═══ Records for the exercise ═══

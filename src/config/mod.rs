//! Environment-backed configuration.
//!
//! Most settings have defaults. Override with `VERACITY_*` environment variables.

pub mod error;


pub use error::ConfigError;

use std::env;
use std::fmt::Display;
use std::net::IpAddr;
use std::path::PathBuf;
use std::str::FromStr;

use crate::constants::{
    DEFAULT_BATCH_DELAY_MS, DEFAULT_BATCH_SIZE, DEFAULT_MAX_RETRIES, DEFAULT_MAX_TOKENS,
    DEFAULT_TEMPERATURE, DEFAULT_TIMEOUT_MS, MAX_MAX_RETRIES, MAX_TEMPERATURE, MIN_MAX_RETRIES,
};
use crate::model::{Category, VerificationCriteria};
use crate::provider::ProviderKind;

/// Verifier and server configuration loaded from environment variables.
///
/// Use [`Config::from_env`] to read `VERACITY_*` overrides on top of defaults. Immutable once
/// built; the verifier shares it behind an `Arc`.
#[derive(Debug, Clone)]
pub struct Config {
    /// HTTP server port. Default: `8080`.
    pub port: u16,

    /// IP address to bind to. Default: `127.0.0.1`.
    pub bind_addr: IpAddr,

    /// Completion provider. Default: `openai`.
    pub provider: ProviderKind,

    /// Provider credential. Not needed for `ollama`.
    pub api_key: Option<String>,

    /// Override for the provider's endpoint base URL.
    pub base_url: Option<String>,

    /// Default model name or alias (`fast`, `accurate`). `None` uses the provider default.
    pub model: Option<String>,

    /// Retries after the first attempt, within `[1, 10]`. Default: `3`.
    pub max_retries: u32,

    /// Per-call timeout in milliseconds. Default: `30000`.
    pub timeout_ms: u64,

    /// Sampling temperature within `[0, 2]`. Default: `0.1`.
    pub temperature: f32,

    /// Maximum output tokens. Default: `1000`.
    pub max_tokens: u32,

    /// Criteria used when a call does not supply its own.
    pub criteria: VerificationCriteria,

    /// Concurrent verifications per batch chunk. Default: `3`.
    pub batch_size: usize,

    /// Pause between batch chunks in milliseconds. Default: `1000`.
    pub batch_delay_ms: u64,

    /// Send failures to the error reporter. Default: `true`.
    pub error_reporting_enabled: bool,

    /// Log filter used when `RUST_LOG` is unset. Default: `info`.
    pub log_level: String,

    /// Append metrics as JSON lines here instead of logging them.
    pub metrics_path: Option<PathBuf>,
}

impl Default for Config {
    fn default() -> Self {
        Self {
            port: 8080,
            bind_addr: IpAddr::V4(std::net::Ipv4Addr::new(127, 0, 0, 1)),
            provider: ProviderKind::default(),
            api_key: None,
            base_url: None,
            model: None,
            max_retries: DEFAULT_MAX_RETRIES,
            timeout_ms: DEFAULT_TIMEOUT_MS,
            temperature: DEFAULT_TEMPERATURE,
            max_tokens: DEFAULT_MAX_TOKENS,
            criteria: VerificationCriteria::default(),
            batch_size: DEFAULT_BATCH_SIZE,
            batch_delay_ms: DEFAULT_BATCH_DELAY_MS,
            error_reporting_enabled: true,
            log_level: "info".to_string(),
            metrics_path: None,
        }
    }
}

impl Config {
    const ENV_PORT: &'static str = "VERACITY_PORT";
    const ENV_BIND_ADDR: &'static str = "VERACITY_BIND_ADDR";
    const ENV_PROVIDER: &'static str = "VERACITY_PROVIDER";
    const ENV_API_KEY: &'static str = "VERACITY_API_KEY";
    const ENV_BASE_URL: &'static str = "VERACITY_BASE_URL";
    const ENV_MODEL: &'static str = "VERACITY_MODEL";
    const ENV_MAX_RETRIES: &'static str = "VERACITY_MAX_RETRIES";
    const ENV_TIMEOUT_MS: &'static str = "VERACITY_TIMEOUT_MS";
    const ENV_TEMPERATURE: &'static str = "VERACITY_TEMPERATURE";
    const ENV_MAX_TOKENS: &'static str = "VERACITY_MAX_TOKENS";
    const ENV_BATCH_SIZE: &'static str = "VERACITY_BATCH_SIZE";
    const ENV_BATCH_DELAY_MS: &'static str = "VERACITY_BATCH_DELAY_MS";
    const ENV_ERROR_REPORTING: &'static str = "VERACITY_ERROR_REPORTING";
    const ENV_LOG_LEVEL: &'static str = "VERACITY_LOG_LEVEL";
    const ENV_METRICS_PATH: &'static str = "VERACITY_METRICS_PATH";

    /// Loads configuration from environment variables (falling back to defaults).
    ///
    /// Values that fail to parse are errors; range checks happen in [`Config::validate`].
    pub fn from_env() -> Result<Self, ConfigError> {
        let defaults = Self::default();

        let port = Self::parse_port_from_env(defaults.port)?;
        let bind_addr = Self::parse_bind_addr_from_env(defaults.bind_addr)?;
        let provider = Self::parse_provider_from_env(defaults.provider)?;
        let api_key = Self::resolve_api_key(provider);
        let base_url = Self::parse_optional_string_from_env(Self::ENV_BASE_URL);
        let model = Self::parse_optional_string_from_env(Self::ENV_MODEL);
        let max_retries = Self::parse_from_env(Self::ENV_MAX_RETRIES, defaults.max_retries)?;
        let timeout_ms = Self::parse_from_env(Self::ENV_TIMEOUT_MS, defaults.timeout_ms)?;
        let temperature = Self::parse_from_env(Self::ENV_TEMPERATURE, defaults.temperature)?;
        let max_tokens = Self::parse_from_env(Self::ENV_MAX_TOKENS, defaults.max_tokens)?;
        let criteria = Self::parse_criteria_from_env(defaults.criteria)?;
        let batch_size = Self::parse_from_env(Self::ENV_BATCH_SIZE, defaults.batch_size)?;
        let batch_delay_ms =
            Self::parse_from_env(Self::ENV_BATCH_DELAY_MS, defaults.batch_delay_ms)?;
        let error_reporting_enabled = Self::parse_bool_from_env(
            Self::ENV_ERROR_REPORTING,
            defaults.error_reporting_enabled,
        )?;
        let log_level = Self::parse_optional_string_from_env(Self::ENV_LOG_LEVEL)
            .unwrap_or(defaults.log_level);
        let metrics_path =
            Self::parse_optional_string_from_env(Self::ENV_METRICS_PATH).map(PathBuf::from);

        Ok(Self {
            port,
            bind_addr,
            provider,
            api_key,
            base_url,
            model,
            max_retries,
            timeout_ms,
            temperature,
            max_tokens,
            criteria,
            batch_size,
            batch_delay_ms,
            error_reporting_enabled,
            log_level,
            metrics_path,
        })
    }

    /// Checks numeric bounds and that a credential is present when the provider needs one.
    pub fn validate(&self) -> Result<(), ConfigError> {
        self.validate_limits()?;

        let has_key = self
            .api_key
            .as_deref()
            .is_some_and(|k| !k.trim().is_empty());
        if self.provider.descriptor().requires_api_key && !has_key {
            return Err(ConfigError::MissingApiKey {
                provider: self.provider.as_str(),
            });
        }

        Ok(())
    }

    /// Numeric bounds only. Used when the provider is injected rather than built from config.
    pub fn validate_limits(&self) -> Result<(), ConfigError> {
        check_max_retries(self.max_retries)?;
        check_temperature(self.temperature)?;
        check_max_tokens(self.max_tokens)?;
        check_timeout_ms(self.timeout_ms)?;
        check_batch_size(self.batch_size)
    }

    /// Returns `"{bind_addr}:{port}"` (useful for logging/binding).
    pub fn socket_addr(&self) -> String {
        format!("{}:{}", self.bind_addr, self.port)
    }

    /// Model used when a call names none: the configured one with aliases resolved.
    pub fn default_model(&self) -> &str {
        self.provider
            .descriptor()
            .resolve_model(self.model.as_deref())
    }

    fn parse_port_from_env(default: u16) -> Result<u16, ConfigError> {
        match env::var(Self::ENV_PORT) {
            Ok(value) => {
                let port: u16 = value.parse().map_err(|e| ConfigError::PortParseError {
                    value: value.clone(),
                    source: e,
                })?;

                if port == 0 {
                    return Err(ConfigError::InvalidPort { value });
                }

                Ok(port)
            }
            Err(_) => Ok(default),
        }
    }

    fn parse_bind_addr_from_env(default: IpAddr) -> Result<IpAddr, ConfigError> {
        match env::var(Self::ENV_BIND_ADDR) {
            Ok(value) => value
                .parse()
                .map_err(|e| ConfigError::InvalidBindAddr { value, source: e }),
            Err(_) => Ok(default),
        }
    }

    fn parse_provider_from_env(default: ProviderKind) -> Result<ProviderKind, ConfigError> {
        match Self::parse_optional_string_from_env(Self::ENV_PROVIDER) {
            Some(value) => value
                .parse()
                .map_err(|_| ConfigError::UnsupportedProvider { value }),
            None => Ok(default),
        }
    }

    /// `VERACITY_API_KEY` first, then the provider's own variable (e.g. `OPENAI_API_KEY`).
    fn resolve_api_key(provider: ProviderKind) -> Option<String> {
        Self::parse_optional_string_from_env(Self::ENV_API_KEY).or_else(|| {
            provider
                .api_key_env()
                .and_then(Self::parse_optional_string_from_env)
        })
    }

    fn parse_criteria_from_env(
        mut criteria: VerificationCriteria,
    ) -> Result<VerificationCriteria, ConfigError> {
        for category in Category::ALL {
            let var_name = criteria_env_var(category);
            if let Some(value) = Self::parse_optional_string_from_env(var_name) {
                let enabled = parse_bool(&value).ok_or(ConfigError::InvalidValue {
                    name: var_name,
                    value,
                })?;
                criteria.set(category, enabled);
            }
        }
        Ok(criteria)
    }

    fn parse_optional_string_from_env(var_name: &str) -> Option<String> {
        env::var(var_name)
            .ok()
            .map(|v| v.trim().to_string())
            .filter(|v| !v.is_empty())
    }

    fn parse_from_env<T>(var_name: &'static str, default: T) -> Result<T, ConfigError>
    where
        T: FromStr,
    {
        match Self::parse_optional_string_from_env(var_name) {
            Some(value) => value.parse().map_err(|_| ConfigError::InvalidValue {
                name: var_name,
                value,
            }),
            None => Ok(default),
        }
    }

    fn parse_bool_from_env(var_name: &'static str, default: bool) -> Result<bool, ConfigError> {
        match Self::parse_optional_string_from_env(var_name) {
            Some(value) => parse_bool(&value).ok_or(ConfigError::InvalidValue {
                name: var_name,
                value,
            }),
            None => Ok(default),
        }
    }
}

fn criteria_env_var(category: Category) -> &'static str {
    match category {
        Category::Toxicity => "VERACITY_CHECK_TOXICITY",
        Category::Factuality => "VERACITY_CHECK_FACTUALITY",
        Category::Coherence => "VERACITY_CHECK_COHERENCE",
        Category::Relevance => "VERACITY_CHECK_RELEVANCE",
        Category::Safety => "VERACITY_CHECK_SAFETY",
        Category::Moderation => "VERACITY_CHECK_MODERATION",
        Category::Bias => "VERACITY_CHECK_BIAS",
    }
}

fn parse_bool(value: &str) -> Option<bool> {
    match value.trim().to_ascii_lowercase().as_str() {
        "true" | "1" | "yes" | "on" => Some(true),
        "false" | "0" | "no" | "off" => Some(false),
        _ => None,
    }
}

fn out_of_range(name: &'static str, value: impl Display, expected: &'static str) -> ConfigError {
    ConfigError::OutOfRange {
        name,
        value: value.to_string(),
        expected,
    }
}

pub(crate) fn check_max_retries(value: u32) -> Result<(), ConfigError> {
    if (MIN_MAX_RETRIES..=MAX_MAX_RETRIES).contains(&value) {
        Ok(())
    } else {
        Err(out_of_range("max_retries", value, "1..=10"))
    }
}

pub(crate) fn check_temperature(value: f32) -> Result<(), ConfigError> {
    if (0.0..=MAX_TEMPERATURE).contains(&value) {
        Ok(())
    } else {
        Err(out_of_range("temperature", value, "0.0..=2.0"))
    }
}

pub(crate) fn check_max_tokens(value: u32) -> Result<(), ConfigError> {
    if value > 0 {
        Ok(())
    } else {
        Err(out_of_range("max_tokens", value, "> 0"))
    }
}

pub(crate) fn check_timeout_ms(value: u64) -> Result<(), ConfigError> {
    if value > 0 {
        Ok(())
    } else {
        Err(out_of_range("timeout_ms", value, "> 0"))
    }
}

pub(crate) fn check_batch_size(value: usize) -> Result<(), ConfigError> {
    if value > 0 {
        Ok(())
    } else {
        Err(out_of_range("batch_size", value, "> 0"))
    }
}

═══

* _Task prompt_:
Your answer should be the lines of the material above that include "match".

* _Solution to the problem_:
        match env::var(Self::ENV_PORT) {
        match env::var(Self::ENV_BIND_ADDR) {
        match Self::parse_optional_string_from_env(Self::ENV_PROVIDER) {
        match Self::parse_optional_string_from_env(var_name) {
        match Self::parse_optional_string_from_env(var_name) {
    match category {
    match value.trim().to_ascii_lowercase().as_str() {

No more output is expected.